The dismissal came the same day that journalists demonstrated in Khulna to demand the replacement of the city’s new police superintendent, Javed Patwari, and a thorough investigation into why a patrol that was supposed to be protecting the press club was withdrawn on the evening of the bombing.
Alhaj Liaquat Ali, the editor of the Dainik Purbanchal, said during the demonstration that the failure to punish those responsible for the murders of journalists Manik Saha and Humayun Kabir Balu last year in Khulna had fostered a climate that permitted the 5 February bombing.
Sheikh Belaluddin Ahmed, a correspondent for the daily Sangram, and Jahidul Islam, a photographer with the daily Jugantor, are still hospitalised and in a serious condition as a result of the injuries they sustained in the bombing. Ahmed is in the intensive care unit of a military hospital in Dhaka while Islam is in a clinic in Khulna.
Four journalists injured, two seriously, in bomb attack on Khulna Press Club
Reporters Without Borders expressed outrage after four journalists were wounded, two very seriously, in a bomb attack against a press club in Khulna, western Bangladesh.
Two of the journalists are critically ill in hospital. No group has admitted responsibility for the 5 February bombing.
The worldwide press freedom organisation called on interior minister Lutfozzaman Babor to do everything possible to bring those responsible to justice and to protect journalists.
The bomb went off at 9.30pm as the journalists were leaving the building. It had been placed in a bag and left on a moped belonging to Sheikh Belaluddin Ahmed, of the daily Sangram. It detonated as he approached the machine.
Ahmed was very seriously injured and taken to Khulna hospital where his left hand and two fingers from his right hand had to be amputated. He also suffered a serious injury to his left eye and needed a major blood transfusion.
He was moved to intensive care at a Dhaka hospital the following day and put on a ventilator. Doctors described his condition as "critical".

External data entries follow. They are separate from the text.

use crate::consts::{DRAW_SIZE, UNIVERSE};
use crate::features::{Feature, Features};
use crate::types::{DelayTable, Draw, FrequencyTable, Ticket};
use rayon::prelude::*;
use serde::Serialize;
use std::collections::BTreeMap;
use strum::IntoEnumIterator;

/// Frequency of every number plus the delay since its last appearance.
///
/// `draws` must be ordered oldest to newest. For an empty collection every
/// delay is 0 (the collection size).
pub fn frequencies_and_delays(draws: &[Draw]) -> (FrequencyTable, DelayTable) {
    let mut counts = [0u32; UNIVERSE];
    for draw in draws {
        for &n in draw.numbers() {
            counts[n as usize] += 1;
        }
    }

    let mut delays = [0u32; UNIVERSE];
    for (n, delay) in delays.iter_mut().enumerate() {
        *delay = draws
            .iter()
            .rev()
            .take_while(|d| !d.contains(n as u8))
            .count() as u32;
    }

    (
        FrequencyTable::from_counts(counts, draws.len()),
        DelayTable::from_delays(delays),
    )
}

#[derive(Debug, Clone, Copy, PartialEq, Serialize)]
pub struct FeatureStat {
    pub mean: f64,
    pub std_dev: f64,
}

/// Mean and population standard deviation of each draw feature.
#[derive(Debug, Clone, Default, PartialEq, Serialize)]
pub struct HistoricalStatistics {
    pub samples: usize,
    pub features: BTreeMap<Feature, FeatureStat>,
}

impl HistoricalStatistics {
    pub fn is_empty(&self) -> bool {
        self.samples == 0 || self.features.is_empty()
    }

    pub fn get(&self, feature: Feature) -> Option<FeatureStat> {
        self.features.get(&feature).copied()
    }
}

pub fn historical_statistics(window: &[Draw]) -> HistoricalStatistics {
    if window.is_empty() {
        return HistoricalStatistics::default();
    }

    let per_draw: Vec<Features> = window.iter().map(|d| Features::of(d.numbers())).collect();
    let n = per_draw.len() as f64;

    let features = Feature::iter()
        .map(|feature| {
            let mean = per_draw.iter().map(|f| f.get(feature) as f64).sum::<f64>() / n;
            let var = per_draw
                .iter()
                .map(|f| {
                    let d = f.get(feature) as f64 - mean;
                    d * d
                })
                .sum::<f64>()
                / n;
            (
                feature,
                FeatureStat {
                    mean,
                    std_dev: var.sqrt(),
                },
            )
        })
        .collect();

    HistoricalStatistics {
        samples: window.len(),
        features,
    }
}

/// Numbers shared by a ticket and a draw.
pub fn count_hits(ticket: &Ticket, draw: &Draw) -> usize {
    draw.numbers().iter().filter(|&&n| ticket.contains(n)).count()
}

/// How many draws would have produced each hit count (index = hits).
pub fn hit_histogram(ticket: &Ticket, draws: &[Draw]) -> [usize; DRAW_SIZE + 1] {
    draws
        .par_iter()
        .fold(
            || [0usize; DRAW_SIZE + 1],
            |mut acc, draw| {
                acc[count_hits(ticket, draw)] += 1;
                acc
            },
        )
        .reduce(
            || [0usize; DRAW_SIZE + 1],
            |mut a, b| {
                for (x, y) in a.iter_mut().zip(b.iter()) {
                    *x += y;
                }
                a
            },
        )
}
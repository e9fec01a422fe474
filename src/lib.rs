pub mod analysis;
pub mod archive;
pub mod combinatorics;
pub mod config;
pub mod consts;
pub mod error;
pub mod features;
pub mod generator;
pub mod types;
// cmd and reports are modules of the binary crate (main.rs).
use crate::reports;
use clap::Args;
use lotoforge::analysis::{frequencies_and_delays, historical_statistics};
use lotoforge::archive::HistoricalArchive;
use lotoforge::config::BalanceCriteria;
use lotoforge::consts::DEFAULT_STATS_WINDOW;
use lotoforge::error::{LfResult, LotoError};
use serde_json::json;

#[derive(Args, Debug, Clone)]
pub struct AnalyzeArgs {
    /// Rows in the hot / cold / delay tables
    #[arg(short, long, default_value_t = 20)]
    pub top: usize,

    /// Recent draws used for feature statistics
    #[arg(long, default_value_t = DEFAULT_STATS_WINDOW)]
    pub window: usize,

    #[arg(long, default_value_t = false)]
    pub json: bool,
}

pub fn run(args: &AnalyzeArgs, archive: &HistoricalArchive) -> LfResult<()> {
    if archive.is_empty() {
        return Err(LotoError::NoData(
            "analysis needs a draw history (use --archive or --simulate)".into(),
        ));
    }

    let draws = archive.draws();
    let (freq, delay) = frequencies_and_delays(&draws);
    let stats = historical_statistics(&archive.recent(args.window));
    let suggested = BalanceCriteria::suggested(&stats)?;

    if args.json {
        let report = json!({
            "draws": draws.len(),
            "latest_contest": archive.latest_contest(),
            "frequencies": freq.iter().map(|(_, c)| c).collect::<Vec<u32>>(),
            "delays": delay.iter().map(|(_, d)| d).collect::<Vec<u32>>(),
            "statistics": stats,
            "suggested_criteria": suggested,
        });
        println!("{}", serde_json::to_string_pretty(&report)?);
        return Ok(());
    }

    println!(
        "\n📚 {} draws analysed (latest contest: {})",
        draws.len(),
        archive
            .latest_contest()
            .map(|c| c.to_string())
            .unwrap_or_else(|| "-".into())
    );
    reports::print_frequency_report(&freq, &delay, args.top);
    reports::print_statistics(&stats);
    println!("\nSuggested balance criteria:");
    reports::print_criteria(&suggested);
    Ok(())
}
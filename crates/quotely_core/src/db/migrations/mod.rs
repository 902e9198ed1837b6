//! SQLite migration registry and executor.
//!
//! # Responsibility
//! - Register schema migrations in strictly increasing order.
//! - Apply pending migrations atomically.
//!
//! # Invariants
//! - `version` values must remain monotonic.
//! - Applied migration version is mirrored to `PRAGMA user_version`.

use crate::db::{DbError, DbResult};
use rusqlite::Connection;

#[derive(Debug, Clone, Copy)]
struct Migration {
    version: u32,
    sql: &'static str,
}

const MIGRATIONS: &[Migration] = &[
    Migration {
        version: 1,
        sql: include_str!("0001_quotes.sql"),
    },
    Migration {
        version: 2,
        sql: include_str!("0002_created_at_index.sql"),
    },
];

/// Returns the latest migration version known by this binary.
pub fn latest_version() -> u32 {
    MIGRATIONS.last().map_or(0, |migration| migration.version)
}

/// Applies all pending migrations on the provided connection.
pub fn apply_migrations(conn: &mut Connection) -> DbResult<()> {
    let current_version = current_user_version(conn)?;
    let latest = latest_version();

    if current_version > latest {
        return Err(DbError::UnsupportedSchemaVersion {
            db_version: current_version,
            latest_supported: latest,
        });
    }

    if current_version == latest {
        return Ok(());
    }

    let tx = conn.transaction()?;
    for migration in MIGRATIONS {
        if migration.version <= current_version {
            continue;
        }

        tx.execute_batch(migration.sql)?;
        tx.execute_batch(&format!("PRAGMA user_version = {};", migration.version))?;
    }
    tx.commit()?;

    Ok(())
}

fn current_user_version(conn: &Connection) -> DbResult<u32> {
    let version = conn.query_row("PRAGMA user_version;", [], |row| row.get::<_, u32>(0))?;
    Ok(version)
}
//! Core logging bootstrap and safety policy.
//!
//! # Responsibility
//! - Initialize file-based rolling logs exactly once per process.
//! - Emit stable, metadata-only diagnostic events from core.
//!
//! # Invariants
//! - Logging init is idempotent for the same level and directory.
//! - Logging initialization must not panic.
//! - Re-initialization with a different configuration is rejected.

use flexi_logger::{Cleanup, Criterion, FileSpec, Logger, LoggerHandle, Naming, WriteMode};
use log::{error, info};
use once_cell::sync::OnceCell;
use std::path::{Path, PathBuf};

const LOG_FILE_BASENAME: &str = "quotely";
const MAX_LOG_FILE_SIZE_BYTES: u64 = 10 * 1024 * 1024;
const MAX_LOG_FILES: usize = 5;
const MAX_PANIC_PAYLOAD_CHARS: usize = 160;

static LOGGING_STATE: OnceCell<LoggingState> = OnceCell::new();
static PANIC_HOOK_INSTALLED: OnceCell<()> = OnceCell::new();

struct LoggingState {
    level: &'static str,
    log_dir: PathBuf,
    _logger: LoggerHandle,
}

/// Initializes core logging with level and directory.
///
/// Returns `Ok(())` when logging is active, or a human-readable error string
/// when initialization fails.
///
/// # Invariants
/// - Calling this repeatedly with the same `level + log_dir` is idempotent.
/// - Reconfiguration attempts with a different level or directory fail.
/// - Initialization never panics.
///
/// # Errors
/// - Returns an error when `level` is unsupported.
/// - Returns an error when `log_dir` is empty, non-absolute, or cannot be
///   created.
/// - Returns an error when logger backend setup fails.
pub fn init_logging(level: &str, log_dir: &str) -> Result<(), String> {
    let normalized_level = normalize_level(level)?;
    let normalized_dir = normalize_log_dir(log_dir)?;

    let state = LOGGING_STATE.get_or_try_init(|| -> Result<LoggingState, String> {
        std::fs::create_dir_all(&normalized_dir).map_err(|err| {
            format!(
                "failed to create log directory `{}`: {err}",
                normalized_dir.display()
            )
        })?;

        let logger = Logger::try_with_str(normalized_level)
            .map_err(|err| format!("invalid log level `{normalized_level}`: {err}"))?
            .log_to_file(
                FileSpec::default()
                    .directory(normalized_dir.as_path())
                    .basename(LOG_FILE_BASENAME),
            )
            .rotate(
                Criterion::Size(MAX_LOG_FILE_SIZE_BYTES),
                Naming::Numbers,
                Cleanup::KeepLogFiles(MAX_LOG_FILES),
            )
            .write_mode(WriteMode::BufferAndFlush)
            .append()
            .format_for_files(flexi_logger::detailed_format)
            .start()
            .map_err(|err| format!("failed to start logger: {err}"))?;

        install_panic_hook_once();

        info!(
            "event=app_start module=core status=ok platform={} build_mode={} version={}",
            std::env::consts::OS,
            build_mode(),
            env!("CARGO_PKG_VERSION")
        );
        info!(
            "event=core_init module=core status=ok level={} log_dir={}",
            normalized_level,
            normalized_dir.display()
        );

        Ok(LoggingState {
            level: normalized_level,
            log_dir: normalized_dir.clone(),
            _logger: logger,
        })
    })?;

    if state.log_dir != normalized_dir {
        return Err(format!(
            "logging already initialized at `{}`; refusing to switch to `{}`",
            state.log_dir.display(),
            normalized_dir.display()
        ));
    }
    if state.level != normalized_level {
        return Err(format!(
            "logging already initialized with level `{}`; refusing to switch to `{}`",
            state.level, normalized_level
        ));
    }

    Ok(())
}

/// Returns active logging status metadata.
///
/// `None` when logging has not been initialized, `(level, log_dir)` when
/// it is active.
pub fn logging_status() -> Option<(&'static str, PathBuf)> {
    LOGGING_STATE
        .get()
        .map(|state| (state.level, state.log_dir.clone()))
}

/// Returns the default log level for the current build mode.
///
/// - `debug` builds -> `debug`
/// - `release` builds -> `info`
pub fn default_log_level() -> &'static str {
    if cfg!(debug_assertions) {
        "debug"
    } else {
        "info"
    }
}

fn normalize_level(level: &str) -> Result<&'static str, String> {
    match level.trim().to_ascii_lowercase().as_str() {
        "trace" => Ok("trace"),
        "debug" => Ok("debug"),
        "info" => Ok("info"),
        "warn" | "warning" => Ok("warn"),
        "error" => Ok("error"),
        other => Err(format!(
            "unsupported log level `{other}`; expected trace|debug|info|warn|error"
        )),
    }
}

fn normalize_log_dir(log_dir: &str) -> Result<PathBuf, String> {
    let trimmed = log_dir.trim();
    if trimmed.is_empty() {
        return Err("log_dir cannot be empty".to_string());
    }
    let path = Path::new(trimmed);
    if !path.is_absolute() {
        return Err(format!("log_dir must be an absolute path, got `{trimmed}`"));
    }
    Ok(path.to_path_buf())
}

fn build_mode() -> &'static str {
    if cfg!(debug_assertions) {
        "debug"
    } else {
        "release"
    }
}

fn install_panic_hook_once() {
    if PANIC_HOOK_INSTALLED.get().is_some() {
        return;
    }

    let previous_hook = std::panic::take_hook();
    std::panic::set_hook(Box::new(move |panic_info| {
        // Panic payloads can carry journal text; cap and strip newlines
        // before the message reaches the log file.
        let location = panic_info
            .location()
            .map(|loc| format!("{}:{}", loc.file(), loc.line()))
            .unwrap_or_else(|| "unknown".to_string());
        let payload = panic_payload_summary(panic_info);
        error!(
            "event=panic_captured module=core status=error location={} payload={}",
            location, payload
        );
        previous_hook(panic_info);
    }));

    let _ = PANIC_HOOK_INSTALLED.set(());
}

fn panic_payload_summary(info: &std::panic::PanicHookInfo<'_>) -> String {
    let payload = if let Some(message) = info.payload().downcast_ref::<&str>() {
        (*message).to_string()
    } else if let Some(message) = info.payload().downcast_ref::<String>() {
        message.clone()
    } else {
        "non-string panic payload".to_string()
    };

    sanitize_message(&payload, MAX_PANIC_PAYLOAD_CHARS)
}

fn sanitize_message(value: &str, max_chars: usize) -> String {
    let normalized = value.replace(['\n', '\r'], " ");
    let mut truncated = normalized.chars().take(max_chars).collect::<String>();
    if normalized.chars().count() > max_chars {
        truncated.push_str("...");
    }
    truncated
}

The other three casualties were: press club chairman Sheikh Abu Hasan, of the daily Prothom Alo, photographer for the daily Jugantor, Jahidul Islam and Rafiul Islam Tutul, reporter on the daily Loksomaj published in Jessore, in the southwest. All three journalists were treated in a Khulna clinic. Jahidul Islam is still seriously ill. The other two have been discharged from the clinic.
The Khulna Press Club
The force of the explosion blew out several windows and destroyed some of the club fixtures. It took firefighters around 20 minutes to bring the blaze triggered by the bomb under control.
Police in Khulna, who suspect armed Maoists are to blame, said the bomb was probably detonated by remote control. Two suspects, Hoby Sheikh and Khokon, have been arrested for questioning.
In its letter to the interior minister, Reporters Without Borders said, "Your government is currently stepping up security for around 50 key figures, following a series of bombings. We urge you not to forget the Khulna region, where journalists are constantly the targets of extreme violence."
Since the murder, on 27 June 2004, of journalist Humayun Kabir Balu, a police patrol had been assigned to the Khulna press club. The new police superintendent, who visited the club on 29 January, promised to protect journalists there every day until 10pm. However on the evening of the bombing, not a single police officer was present.
The Daily Star reported that 250 officers had been deployed to protect the press club and the offices of local newspapers.
Khulna journalists held a protest march in reaction to the bombing on 6 February and ordered a news blackout. No local newspapers appeared on that day.
One month before the press club bombing, Dip Azad, of the national daily Jugantor in Khulna, had a narrow escape when a home-made bomb was thrown at him but failed to detonate. From Dhaka, he told Reporters Without Borders, "It is no longer possible to work in Khulna. Several journalists are considering giving up journalism under pressure from their families."
Three journalists were murdered in this region in 2004.